I remembered most of the 1970s slang enumerated, even if I did not call it my own. “Far out” was John Denver’s thing. And I did not call police “pigs” because I did not have a bone to pick with them and, too, Kojak was my favorite TV show. Even the “fuzz” was too pejorative for me. I may have said “fooey,” instead of “nonsense” at some point, and I am certain I used the word “grody” to describe any number of “disgusting” things. “Doofus,” well, I still like the term. It is equally apropos in the twenty-first century, and I have no intention of retiring it.

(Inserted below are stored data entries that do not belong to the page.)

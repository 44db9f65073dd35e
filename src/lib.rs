//! Thermobath firmware library.
//!
//! Hexagonal layout: `control`, `store`, `sensors`, `scheduler`, and
//! `status` are pure logic and build on any host; `app` defines the port
//! traits and the orchestrating service; `adapters` and `drivers` hold the
//! hardware-facing side, with everything ESP-IDF-specific guarded by the
//! `espidf` feature.

#![deny(unused_must_use)]

pub mod app;
pub mod config;
pub mod control;
pub mod error;
pub mod scheduler;
pub mod sensors;
pub mod status;
pub mod store;

pub mod pins;

pub mod adapters;
pub mod drivers;
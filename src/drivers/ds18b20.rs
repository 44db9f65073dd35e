//! Bit-banged 1-Wire bus for DS18B20 probes.
//!
//! All probes share one open-drain GPIO. A conversion is kicked off for
//! every probe at once (`SKIP ROM` + `CONVERT T`), then each scratchpad is
//! read back by ROM address on the next refresh. The 2 s refresh interval
//! comfortably exceeds the 750 ms worst-case 12-bit conversion time, so
//! the driver never busy-waits on a conversion.
//!
//! Timings follow the DS18B20 datasheet; `Ets::delay_us` busy-spins, which
//! is the only way to hit the 6–60 µs slot widths from non-IRQ context.

use esp_idf_hal::delay::Ets;
use esp_idf_hal::gpio::{AnyIOPin, InputOutput, PinDriver};

use crate::error::{Error, Result, SensorError};
use crate::sensors::SensorAddress;

const CMD_SKIP_ROM: u8 = 0xCC;
const CMD_MATCH_ROM: u8 = 0x55;
const CMD_CONVERT_T: u8 = 0x44;
const CMD_READ_SCRATCHPAD: u8 = 0xBE;

/// Shared 1-Wire bus on a single open-drain pin.
pub struct Ds18b20Bus<'d> {
    pin: PinDriver<'d, AnyIOPin, InputOutput>,
}

impl<'d> Ds18b20Bus<'d> {
    pub fn new(pin: AnyIOPin) -> Result<Self> {
        let mut pin = PinDriver::input_output_od(pin)
            .map_err(|_| Error::Init("onewire pin configuration failed"))?;
        // Released: external pull-up holds the bus high.
        pin.set_high()
            .map_err(|_| Error::Init("onewire bus release failed"))?;
        Ok(Self { pin })
    }

    /// Start a temperature conversion on every probe at once. No-op when
    /// nothing answers the reset pulse.
    pub fn convert_all(&mut self) {
        if self.reset() {
            self.write_byte(CMD_SKIP_ROM);
            self.write_byte(CMD_CONVERT_T);
        }
    }

    /// Read one probe's scratchpad and decode the temperature in °C.
    pub fn read_temperature(
        &mut self,
        addr: &SensorAddress,
    ) -> core::result::Result<f32, SensorError> {
        if !self.reset() {
            return Err(SensorError::BusTimeout);
        }
        self.write_byte(CMD_MATCH_ROM);
        for byte in addr.0 {
            self.write_byte(byte);
        }
        self.write_byte(CMD_READ_SCRATCHPAD);

        let mut scratchpad = [0u8; 9];
        for byte in &mut scratchpad {
            *byte = self.read_byte();
        }

        // A probe pulled mid-read leaves the bus floating high: all ones.
        if scratchpad == [0xFF; 9] {
            return Err(SensorError::Disconnected);
        }
        if crc8(&scratchpad[..8]) != scratchpad[8] {
            return Err(SensorError::CrcMismatch);
        }

        let raw = i16::from_le_bytes([scratchpad[0], scratchpad[1]]);
        Ok(f32::from(raw) / 16.0)
    }

    // ── Wire primitives ───────────────────────────────────────

    /// Reset pulse. Returns true when at least one probe answered with a
    /// presence pulse.
    fn reset(&mut self) -> bool {
        let _ = self.pin.set_low();
        Ets::delay_us(480);
        let _ = self.pin.set_high();
        Ets::delay_us(70);
        let present = self.pin.is_low();
        Ets::delay_us(410);
        present
    }

    fn write_bit(&mut self, bit: bool) {
        let _ = self.pin.set_low();
        if bit {
            Ets::delay_us(6);
            let _ = self.pin.set_high();
            Ets::delay_us(64);
        } else {
            Ets::delay_us(60);
            let _ = self.pin.set_high();
            Ets::delay_us(10);
        }
    }

    fn read_bit(&mut self) -> bool {
        let _ = self.pin.set_low();
        Ets::delay_us(6);
        let _ = self.pin.set_high();
        Ets::delay_us(9);
        let bit = self.pin.is_high();
        Ets::delay_us(55);
        bit
    }

    fn write_byte(&mut self, byte: u8) {
        for i in 0..8 {
            self.write_bit(byte & (1 << i) != 0);
        }
    }

    fn read_byte(&mut self) -> u8 {
        let mut byte = 0u8;
        for i in 0..8 {
            if self.read_bit() {
                byte |= 1 << i;
            }
        }
        byte
    }
}

/// Dallas CRC-8, polynomial x^8 + x^5 + x^4 + 1, LSB-first.
fn crc8(data: &[u8]) -> u8 {
    let mut crc = 0u8;
    for &byte in data {
        let mut byte = byte;
        for _ in 0..8 {
            let mix = (crc ^ byte) & 0x01;
            crc >>= 1;
            if mix != 0 {
                crc ^= 0x8C;
            }
            byte >>= 1;
        }
    }
    crc
}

Sure, I recollect peers of mine being called “spaz” when they lacked athletic grace. And that is urban slang at its best, sounding like what it is describing. I know some people said “you know” at the end of every sentence in the 1970s. It was the hip thing to do. Now, some people do the same thing when it is not the hip thing to do.
Many of
the phrases that became the “rad” in the 1970s are hippie-inspired, and the
hippies deserve their due for adding immeasurably to the English language.
Wearing cool “threads” with no “bread” in their pockets had to be a real
“bummer.” Do you catch my drift?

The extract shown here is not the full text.